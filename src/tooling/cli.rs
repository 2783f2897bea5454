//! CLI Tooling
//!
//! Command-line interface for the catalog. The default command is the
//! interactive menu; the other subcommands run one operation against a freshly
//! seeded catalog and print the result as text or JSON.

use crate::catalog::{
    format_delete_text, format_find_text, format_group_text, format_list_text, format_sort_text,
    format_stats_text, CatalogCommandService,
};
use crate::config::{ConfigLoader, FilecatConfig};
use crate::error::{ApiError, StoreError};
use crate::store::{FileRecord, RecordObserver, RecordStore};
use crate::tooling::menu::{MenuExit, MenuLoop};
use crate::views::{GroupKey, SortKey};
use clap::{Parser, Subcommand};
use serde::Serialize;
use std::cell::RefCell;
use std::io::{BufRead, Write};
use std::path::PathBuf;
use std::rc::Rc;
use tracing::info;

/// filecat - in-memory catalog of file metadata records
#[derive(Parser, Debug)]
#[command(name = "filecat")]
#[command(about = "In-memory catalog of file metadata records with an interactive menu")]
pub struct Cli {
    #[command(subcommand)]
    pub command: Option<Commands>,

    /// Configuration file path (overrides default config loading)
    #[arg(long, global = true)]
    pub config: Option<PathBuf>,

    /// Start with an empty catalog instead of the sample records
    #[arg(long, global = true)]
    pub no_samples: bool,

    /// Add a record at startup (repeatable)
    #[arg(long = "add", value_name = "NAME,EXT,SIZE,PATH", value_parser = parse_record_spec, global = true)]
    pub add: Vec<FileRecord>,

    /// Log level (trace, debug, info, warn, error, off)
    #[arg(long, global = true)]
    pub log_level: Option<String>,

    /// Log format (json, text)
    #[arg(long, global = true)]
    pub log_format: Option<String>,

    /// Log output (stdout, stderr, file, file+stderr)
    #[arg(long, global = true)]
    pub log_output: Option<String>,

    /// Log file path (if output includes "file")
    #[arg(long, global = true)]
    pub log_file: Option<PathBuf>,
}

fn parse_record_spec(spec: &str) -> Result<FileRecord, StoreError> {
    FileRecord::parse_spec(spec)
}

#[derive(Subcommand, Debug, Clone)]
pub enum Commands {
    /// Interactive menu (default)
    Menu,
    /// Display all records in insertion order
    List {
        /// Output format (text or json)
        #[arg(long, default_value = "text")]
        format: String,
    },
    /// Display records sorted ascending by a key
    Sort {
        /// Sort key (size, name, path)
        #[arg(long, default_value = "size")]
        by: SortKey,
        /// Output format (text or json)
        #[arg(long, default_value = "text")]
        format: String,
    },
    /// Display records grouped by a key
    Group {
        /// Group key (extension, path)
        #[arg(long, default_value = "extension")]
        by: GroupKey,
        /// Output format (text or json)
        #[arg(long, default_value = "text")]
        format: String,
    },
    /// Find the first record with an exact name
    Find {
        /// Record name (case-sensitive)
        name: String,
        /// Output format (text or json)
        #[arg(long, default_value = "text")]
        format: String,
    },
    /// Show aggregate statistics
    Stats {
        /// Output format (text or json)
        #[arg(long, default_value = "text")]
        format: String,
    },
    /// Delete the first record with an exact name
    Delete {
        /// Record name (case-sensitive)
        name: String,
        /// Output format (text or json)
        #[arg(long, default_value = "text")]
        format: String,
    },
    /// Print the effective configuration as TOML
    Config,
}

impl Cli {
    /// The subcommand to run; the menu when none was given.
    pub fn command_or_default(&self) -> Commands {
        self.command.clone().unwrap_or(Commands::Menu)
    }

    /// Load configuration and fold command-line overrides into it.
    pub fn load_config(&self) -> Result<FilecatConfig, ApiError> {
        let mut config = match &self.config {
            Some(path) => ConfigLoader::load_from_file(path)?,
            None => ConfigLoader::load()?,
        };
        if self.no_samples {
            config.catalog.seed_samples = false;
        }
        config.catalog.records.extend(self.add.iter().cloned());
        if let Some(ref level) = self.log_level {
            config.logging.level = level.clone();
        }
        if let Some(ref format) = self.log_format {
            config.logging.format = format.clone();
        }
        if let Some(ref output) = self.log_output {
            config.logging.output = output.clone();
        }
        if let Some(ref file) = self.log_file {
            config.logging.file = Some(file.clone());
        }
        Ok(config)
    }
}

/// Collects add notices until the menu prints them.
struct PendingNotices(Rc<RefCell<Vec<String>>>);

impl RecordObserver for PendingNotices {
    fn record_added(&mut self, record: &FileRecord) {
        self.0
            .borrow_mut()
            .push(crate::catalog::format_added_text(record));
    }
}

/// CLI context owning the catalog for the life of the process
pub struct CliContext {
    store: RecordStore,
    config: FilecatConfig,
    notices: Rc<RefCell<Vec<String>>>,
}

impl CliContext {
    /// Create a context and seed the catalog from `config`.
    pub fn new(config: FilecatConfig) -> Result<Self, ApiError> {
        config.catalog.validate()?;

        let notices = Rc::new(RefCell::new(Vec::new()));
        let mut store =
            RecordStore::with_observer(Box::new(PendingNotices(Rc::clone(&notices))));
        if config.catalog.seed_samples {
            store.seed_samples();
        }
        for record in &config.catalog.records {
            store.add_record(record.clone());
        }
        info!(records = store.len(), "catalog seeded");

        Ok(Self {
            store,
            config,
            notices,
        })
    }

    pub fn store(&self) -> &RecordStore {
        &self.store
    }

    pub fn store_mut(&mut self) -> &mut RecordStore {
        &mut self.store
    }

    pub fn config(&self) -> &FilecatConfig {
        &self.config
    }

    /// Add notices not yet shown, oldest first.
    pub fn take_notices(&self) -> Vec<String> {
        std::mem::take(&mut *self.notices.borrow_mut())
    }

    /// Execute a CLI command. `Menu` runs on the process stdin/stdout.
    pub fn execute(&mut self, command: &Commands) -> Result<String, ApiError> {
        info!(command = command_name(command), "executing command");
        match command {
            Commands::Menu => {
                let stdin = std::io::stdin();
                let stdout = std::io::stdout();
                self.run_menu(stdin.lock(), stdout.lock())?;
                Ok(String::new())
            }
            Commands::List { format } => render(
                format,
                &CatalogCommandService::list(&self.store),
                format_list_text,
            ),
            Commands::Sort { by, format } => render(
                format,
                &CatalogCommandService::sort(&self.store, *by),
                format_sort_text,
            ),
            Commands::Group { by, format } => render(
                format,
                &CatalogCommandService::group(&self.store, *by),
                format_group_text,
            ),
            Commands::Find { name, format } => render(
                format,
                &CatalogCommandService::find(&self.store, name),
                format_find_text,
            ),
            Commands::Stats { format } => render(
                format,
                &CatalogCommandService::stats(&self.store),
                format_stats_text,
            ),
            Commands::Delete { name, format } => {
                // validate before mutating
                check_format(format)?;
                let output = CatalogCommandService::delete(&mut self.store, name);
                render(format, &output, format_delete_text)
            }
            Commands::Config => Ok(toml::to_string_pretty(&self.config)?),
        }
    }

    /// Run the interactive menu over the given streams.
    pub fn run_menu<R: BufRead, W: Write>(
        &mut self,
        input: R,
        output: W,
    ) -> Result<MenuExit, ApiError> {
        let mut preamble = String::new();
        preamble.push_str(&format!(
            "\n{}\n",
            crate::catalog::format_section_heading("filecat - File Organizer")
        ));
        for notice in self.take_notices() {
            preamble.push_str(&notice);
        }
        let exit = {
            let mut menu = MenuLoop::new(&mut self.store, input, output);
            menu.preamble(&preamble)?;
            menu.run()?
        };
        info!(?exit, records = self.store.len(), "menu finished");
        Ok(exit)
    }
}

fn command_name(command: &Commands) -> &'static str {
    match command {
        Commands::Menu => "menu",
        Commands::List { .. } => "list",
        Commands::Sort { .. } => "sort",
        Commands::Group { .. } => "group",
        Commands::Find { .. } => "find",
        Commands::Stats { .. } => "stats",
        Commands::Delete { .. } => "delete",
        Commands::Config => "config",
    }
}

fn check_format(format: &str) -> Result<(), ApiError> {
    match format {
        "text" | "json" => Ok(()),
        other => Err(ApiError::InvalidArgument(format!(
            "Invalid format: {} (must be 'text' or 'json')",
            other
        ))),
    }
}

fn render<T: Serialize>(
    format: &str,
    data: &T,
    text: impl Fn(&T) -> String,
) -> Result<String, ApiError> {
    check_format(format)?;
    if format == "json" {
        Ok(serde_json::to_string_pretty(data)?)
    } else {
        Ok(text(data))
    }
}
══════════
Activity
Using the entries above, extract exactly the span from the line with "config.logging.file = Some(file.clone());" to the line with "fn record_added(&mut self, record: &FileRecord)", both lines included; leave out everything else.

Written response
            config.logging.file = Some(file.clone());
        }
        Ok(config)
    }
}

/// Collects add notices until the menu prints them.
struct PendingNotices(Rc<RefCell<Vec<String>>>);

impl RecordObserver for PendingNotices {
    fn record_added(&mut self, record: &FileRecord) {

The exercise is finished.